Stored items
▼

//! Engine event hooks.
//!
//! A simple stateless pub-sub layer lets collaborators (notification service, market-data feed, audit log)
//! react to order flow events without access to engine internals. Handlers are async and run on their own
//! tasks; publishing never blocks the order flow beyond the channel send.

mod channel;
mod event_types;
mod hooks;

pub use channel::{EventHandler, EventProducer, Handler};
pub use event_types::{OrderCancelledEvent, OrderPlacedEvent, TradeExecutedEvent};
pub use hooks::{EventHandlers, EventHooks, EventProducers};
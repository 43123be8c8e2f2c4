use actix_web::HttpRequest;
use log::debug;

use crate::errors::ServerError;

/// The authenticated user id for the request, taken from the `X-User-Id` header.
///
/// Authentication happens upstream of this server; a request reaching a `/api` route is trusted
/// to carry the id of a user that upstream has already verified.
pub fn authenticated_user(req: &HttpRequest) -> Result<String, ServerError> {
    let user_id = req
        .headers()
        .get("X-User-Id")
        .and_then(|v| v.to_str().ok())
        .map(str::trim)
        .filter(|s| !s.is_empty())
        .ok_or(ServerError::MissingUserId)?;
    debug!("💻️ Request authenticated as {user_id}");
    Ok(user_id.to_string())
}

▲
▼

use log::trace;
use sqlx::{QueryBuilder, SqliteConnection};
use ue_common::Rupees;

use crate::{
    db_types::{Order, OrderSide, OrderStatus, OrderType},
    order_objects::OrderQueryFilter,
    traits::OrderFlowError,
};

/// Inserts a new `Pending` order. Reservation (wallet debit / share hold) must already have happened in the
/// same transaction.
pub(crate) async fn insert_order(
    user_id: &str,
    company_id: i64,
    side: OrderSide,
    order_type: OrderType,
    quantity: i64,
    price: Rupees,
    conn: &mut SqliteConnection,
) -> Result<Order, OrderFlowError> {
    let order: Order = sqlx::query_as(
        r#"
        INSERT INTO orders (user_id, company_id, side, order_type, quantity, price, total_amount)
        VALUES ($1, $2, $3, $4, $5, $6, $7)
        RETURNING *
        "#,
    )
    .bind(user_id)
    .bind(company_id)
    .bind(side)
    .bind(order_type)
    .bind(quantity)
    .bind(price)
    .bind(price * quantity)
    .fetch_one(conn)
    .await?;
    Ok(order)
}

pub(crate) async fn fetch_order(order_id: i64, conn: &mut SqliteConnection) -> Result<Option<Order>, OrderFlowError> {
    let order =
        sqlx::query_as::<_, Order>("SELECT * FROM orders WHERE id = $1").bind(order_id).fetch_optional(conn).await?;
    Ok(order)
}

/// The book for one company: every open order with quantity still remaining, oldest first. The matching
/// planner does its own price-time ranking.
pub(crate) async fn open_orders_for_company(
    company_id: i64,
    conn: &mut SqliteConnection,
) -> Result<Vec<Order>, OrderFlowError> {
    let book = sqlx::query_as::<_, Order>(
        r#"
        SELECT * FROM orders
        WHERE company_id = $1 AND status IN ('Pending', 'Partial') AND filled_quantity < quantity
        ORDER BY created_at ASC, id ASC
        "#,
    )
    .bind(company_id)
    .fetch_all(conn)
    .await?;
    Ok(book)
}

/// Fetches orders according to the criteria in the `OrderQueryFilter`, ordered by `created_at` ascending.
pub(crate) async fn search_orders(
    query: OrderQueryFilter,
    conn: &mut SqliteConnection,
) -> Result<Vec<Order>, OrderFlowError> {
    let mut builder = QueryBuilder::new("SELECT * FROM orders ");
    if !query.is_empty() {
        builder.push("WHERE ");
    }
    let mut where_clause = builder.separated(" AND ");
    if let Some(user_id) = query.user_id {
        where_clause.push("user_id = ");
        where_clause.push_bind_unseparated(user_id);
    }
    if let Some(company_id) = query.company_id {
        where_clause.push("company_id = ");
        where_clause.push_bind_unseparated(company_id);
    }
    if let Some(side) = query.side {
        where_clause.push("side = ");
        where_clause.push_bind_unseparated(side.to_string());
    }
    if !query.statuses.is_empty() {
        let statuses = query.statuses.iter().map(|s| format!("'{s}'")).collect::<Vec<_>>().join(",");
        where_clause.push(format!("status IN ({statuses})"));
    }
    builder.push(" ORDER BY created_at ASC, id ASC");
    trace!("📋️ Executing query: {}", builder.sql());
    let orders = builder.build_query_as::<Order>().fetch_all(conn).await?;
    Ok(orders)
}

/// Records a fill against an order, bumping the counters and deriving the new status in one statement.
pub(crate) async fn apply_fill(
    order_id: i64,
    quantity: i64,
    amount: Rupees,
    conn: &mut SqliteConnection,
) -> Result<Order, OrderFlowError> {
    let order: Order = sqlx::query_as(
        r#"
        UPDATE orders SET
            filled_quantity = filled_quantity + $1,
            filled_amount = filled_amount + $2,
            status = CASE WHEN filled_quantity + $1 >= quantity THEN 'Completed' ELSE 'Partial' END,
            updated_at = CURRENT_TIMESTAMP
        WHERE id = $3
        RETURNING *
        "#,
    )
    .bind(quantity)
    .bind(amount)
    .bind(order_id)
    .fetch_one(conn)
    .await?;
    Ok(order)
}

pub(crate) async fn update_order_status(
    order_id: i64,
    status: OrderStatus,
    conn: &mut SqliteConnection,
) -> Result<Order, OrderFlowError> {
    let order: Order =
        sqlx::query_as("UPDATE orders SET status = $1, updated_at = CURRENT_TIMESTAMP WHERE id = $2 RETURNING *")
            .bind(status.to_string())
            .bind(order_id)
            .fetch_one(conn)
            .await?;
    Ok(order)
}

▲

[ABOUT THIS EXERCISE]: Every line holding the word "Rupees" should be copied out of the records above.

[EXERCISE OUTPUT]:
use ue_common::Rupees;
    price: Rupees,
    amount: Rupees,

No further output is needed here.